------ Provided data ------
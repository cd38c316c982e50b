//! Text-mode web client: URLs, cookies, HTTP/1.1 over any
//! [`platform::Connector`], HTML extraction and form submission.

#![cfg_attr(not(test), no_std)]
#![deny(clippy::unwrap_used)]
#![deny(clippy::panic)]
#![deny(clippy::expect_used)]
#![allow(async_fn_in_trait)]

pub mod cookie;
mod error;
pub mod extract;
pub mod fetch;
pub mod form;
pub mod http;
pub mod url;

pub use cookie::{Cookie, CookieJar};
pub use error::FetchError;
pub use extract::{Document, HtmlExtractor, Link, TagStripExtractor};
pub use fetch::{default_auth_error, AuthErrorCheck, Fetcher, Page, MAX_REDIRECTS};
pub use form::{FieldKind, Form, FormField, FormMethod};
pub use http::{Progress, ProgressSink};
pub use url::Url;
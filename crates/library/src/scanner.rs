//! Directory scan pipeline.
//!
//! A scan lists the directory once, answers each audio file from the
//! `.metacache` when (name, size) still match, parses the rest through the
//! [`TagParser`] with a cooperative yield between files, and rewrites the
//! cache if anything was parsed. Bookmark flags come from a single listing
//! of the bookmark directory rather than one `exists()` call per file.

use heapless::Vec;
use platform::config::AUDIOBOOK_ROOT;
use platform::storage::{join, parent, stem, NameBuf, PathBuf};
use platform::Storage;
use store::paths::BOOKMARK_DIR;

use crate::cache::{clean, CacheEntry, MetaCache};
use crate::error::io;
use crate::metadata::TagParser;
use crate::title::from_file_name;
use crate::track::{bounded, FileEntry, MediaKind};
use crate::CacheError;

/// Entries listed per directory (sub-directories plus audio files).
pub const MAX_DIR_ENTRIES: usize = 50;

/// Rows including `..`.
pub const MAX_ROWS: usize = MAX_DIR_ENTRIES + 1;

/// Bookmark files indexed per listing.
pub const MAX_BOOKMARKS: usize = 128;

type Stems = Vec<NameBuf, MAX_BOOKMARKS>;

/// The file list for one directory plus scan bookkeeping.
#[derive(Debug, Clone)]
pub struct Library {
    dir: PathBuf,
    rows: Vec<FileEntry, MAX_ROWS>,
    scanned: Option<PathBuf>,
    cache_hits: u32,
    parsed: u32,
}

impl Default for Library {
    fn default() -> Self {
        Self::new()
    }
}

impl Library {
    /// Library positioned at the audiobook root, not yet scanned.
    pub fn new() -> Self {
        let mut dir = PathBuf::new();
        let _ = dir.push_str(AUDIOBOOK_ROOT);
        Self {
            dir,
            rows: Vec::new(),
            scanned: None,
            cache_hits: 0,
            parsed: 0,
        }
    }

    /// Directory currently listed.
    pub fn dir(&self) -> &str {
        &self.dir
    }

    /// `true` at the audiobook root.
    pub fn at_root(&self) -> bool {
        self.dir.as_str() == AUDIOBOOK_ROOT
    }

    /// Rows in display order.
    pub fn rows(&self) -> &[FileEntry] {
        &self.rows
    }

    /// Row `index`.
    pub fn row(&self, index: usize) -> Option<&FileEntry> {
        self.rows.get(index)
    }

    /// Cache hits during the last full scan.
    pub fn cache_hits(&self) -> u32 {
        self.cache_hits
    }

    /// Files parsed during the last full scan.
    pub fn parsed(&self) -> u32 {
        self.parsed
    }

    /// Playable file names in the listed directory, sorted case-insensitively.
    pub fn playable(&self) -> impl Iterator<Item = &str> {
        self.rows.iter().filter(|r| !r.is_dir()).map(|r| r.name.as_str())
    }

    /// Path of row `index`.
    pub fn path_of(&self, index: usize) -> Result<PathBuf, CacheError> {
        let row = self.rows.get(index).ok_or(CacheError::Io)?;
        Ok(join(&self.dir, &row.name)?)
    }

    /// Open row `index` if it is a directory (or `..`) and list it.
    /// Returns `false` for file rows.
    pub async fn open_row<S: Storage, P: TagParser>(
        &mut self,
        sd: &mut S,
        parser: &mut P,
        index: usize,
    ) -> Result<bool, CacheError> {
        let Some(row) = self.rows.get(index) else {
            return Ok(false);
        };
        if !row.is_dir() {
            return Ok(false);
        }
        let target = if row.is_parent() {
            bounded::<{ platform::storage::MAX_PATH }>(parent(&self.dir))
        } else {
            join(&self.dir, &row.name)?
        };
        self.enter(sd, parser, &target).await?;
        Ok(true)
    }

    /// List `dir`. Re-entering the directory scanned last time only
    /// refreshes the bookmark flags.
    pub async fn enter<S: Storage, P: TagParser>(
        &mut self,
        sd: &mut S,
        parser: &mut P,
        dir: &str,
    ) -> Result<(), CacheError> {
        if self.scanned.as_deref() == Some(dir) {
            self.dir = bounded(dir);
            return self.refresh_bookmarks(sd).await;
        }
        self.dir = bounded(dir);
        self.scan(sd, parser).await?;
        self.scanned = Some(self.dir.clone());
        Ok(())
    }

    /// Force a full rescan of the current directory on the next `enter`.
    pub fn invalidate(&mut self) {
        self.scanned = None;
    }

    async fn scan<S: Storage, P: TagParser>(&mut self, sd: &mut S, parser: &mut P) -> Result<(), CacheError> {
        self.rows.clear();
        self.cache_hits = 0;
        self.parsed = 0;
        let in_subdir = !self.at_root();
        if in_subdir {
            let _ = self.rows.push(FileEntry::parent());
        }

        let mut dirs: Vec<NameBuf, MAX_DIR_ENTRIES> = Vec::new();
        let mut files: Vec<(NameBuf, u64, MediaKind), MAX_DIR_ENTRIES> = Vec::new();
        let mut truncated = false;
        sd.list_dir(&self.dir, |entry| {
            if entry.is_hidden() {
                return;
            }
            if dirs.len().saturating_add(files.len()) >= MAX_DIR_ENTRIES {
                truncated = true;
                return;
            }
            if entry.is_dir {
                let _ = dirs.push(entry.name.clone());
            } else if let Some(kind) = MediaKind::from_name(&entry.name) {
                let _ = files.push((entry.name.clone(), entry.size, kind));
            }
        })
        .await
        .map_err(io)?;
        if truncated {
            tracing::warn!("library: {} has more than {} entries", self.dir.as_str(), MAX_DIR_ENTRIES);
        }
        dirs.sort_unstable_by(|a, b| cmp_ignore_case(a, b));
        files.sort_unstable_by(|a, b| cmp_ignore_case(&a.0, &b.0));

        for name in dirs {
            let title = bounded(&name);
            let _ = self.rows.push(FileEntry::dir(name, title));
        }

        let mut cache = match MetaCache::load(sd, &self.dir).await {
            Ok(c) => c,
            Err(e) => {
                tracing::warn!("metacache: unreadable ({:?}), rebuilding", e);
                MetaCache::new()
            }
        };
        let mut fresh = MetaCache::new();
        let mut dirty = false;
        for (name, size, kind) in files {
            let entry = if let Some(hit) = cache.lookup(&name, size) {
                hit.clone()
            } else {
                dirty = true;
                let entry = self.parse_one(sd, parser, &name, size, kind, in_subdir).await?;
                self.parsed = self.parsed.saturating_add(1);
                embassy_futures::yield_now().await;
                entry
            };
            let _ = self.rows.push(FileEntry {
                name: entry.name.clone(),
                title: entry.title.clone(),
                author: entry.author.clone(),
                kind: entry.kind,
                size: entry.size,
                has_bookmark: false,
            });
            fresh.insert(entry);
        }
        self.cache_hits = cache.hits();
        // Entries for deleted files also make the old cache stale.
        if dirty || fresh.entries().len() != cache.entries().len() {
            if let Err(e) = fresh.save(sd, &self.dir).await {
                tracing::warn!("metacache: write failed: {:?}", e);
            }
        }
        tracing::info!(
            "library: {} listed, {} cached, {} parsed",
            self.dir.as_str(),
            self.cache_hits,
            self.parsed
        );
        self.refresh_bookmarks(sd).await
    }

    async fn parse_one<S: Storage, P: TagParser>(
        &self,
        sd: &mut S,
        parser: &mut P,
        name: &str,
        size: u64,
        kind: MediaKind,
        in_subdir: bool,
    ) -> Result<CacheEntry, CacheError> {
        let path = join(&self.dir, name)?;
        let tags = if kind == MediaKind::Wav {
            Default::default()
        } else {
            match parser.parse(sd, &path, kind).await {
                Ok(tags) => tags,
                Err(e) => {
                    tracing::warn!("library: tags of {} unreadable: {:?}", name, e);
                    Default::default()
                }
            }
        };
        let title = if tags.title.trim().is_empty() {
            from_file_name(name, in_subdir)
        } else {
            clean(&tags.title)
        };
        Ok(CacheEntry {
            name: bounded(name),
            size,
            title,
            author: clean(&tags.author),
            kind,
        })
    }

    /// Re-read the bookmark directory and update every row's flag.
    pub async fn refresh_bookmarks<S: Storage>(&mut self, sd: &mut S) -> Result<(), CacheError> {
        let stems = bookmark_stems(sd).await?;
        for row in self.rows.iter_mut() {
            row.has_bookmark =
                !row.is_dir() && stems.iter().any(|s| s.eq_ignore_ascii_case(stem(&row.name)));
        }
        Ok(())
    }
}

async fn bookmark_stems<S: Storage>(sd: &mut S) -> Result<Stems, CacheError> {
    let mut stems = Stems::new();
    if !sd.exists(BOOKMARK_DIR).await.map_err(io)? {
        return Ok(stems);
    }
    sd.list_dir(BOOKMARK_DIR, |entry| {
        let is_bmk = platform::storage::extension(&entry.name).is_some_and(|e| e.eq_ignore_ascii_case("bmk"));
        if !entry.is_dir && is_bmk {
            let _ = stems.push(bounded(stem(&entry.name)));
        }
    })
    .await
    .map_err(io)?;
    Ok(stems)
}

fn cmp_ignore_case(a: &str, b: &str) -> core::cmp::Ordering {
    a.bytes()
        .map(|c| c.to_ascii_lowercase())
        .cmp(b.bytes().map(|c| c.to_ascii_lowercase()))
}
------
◆ Task objective:
From the entries above, list each line with "Option" in it.

◆ Task solution:
    scanned: Option<PathBuf>,
    pub fn row(&self, index: usize) -> Option<&FileEntry> {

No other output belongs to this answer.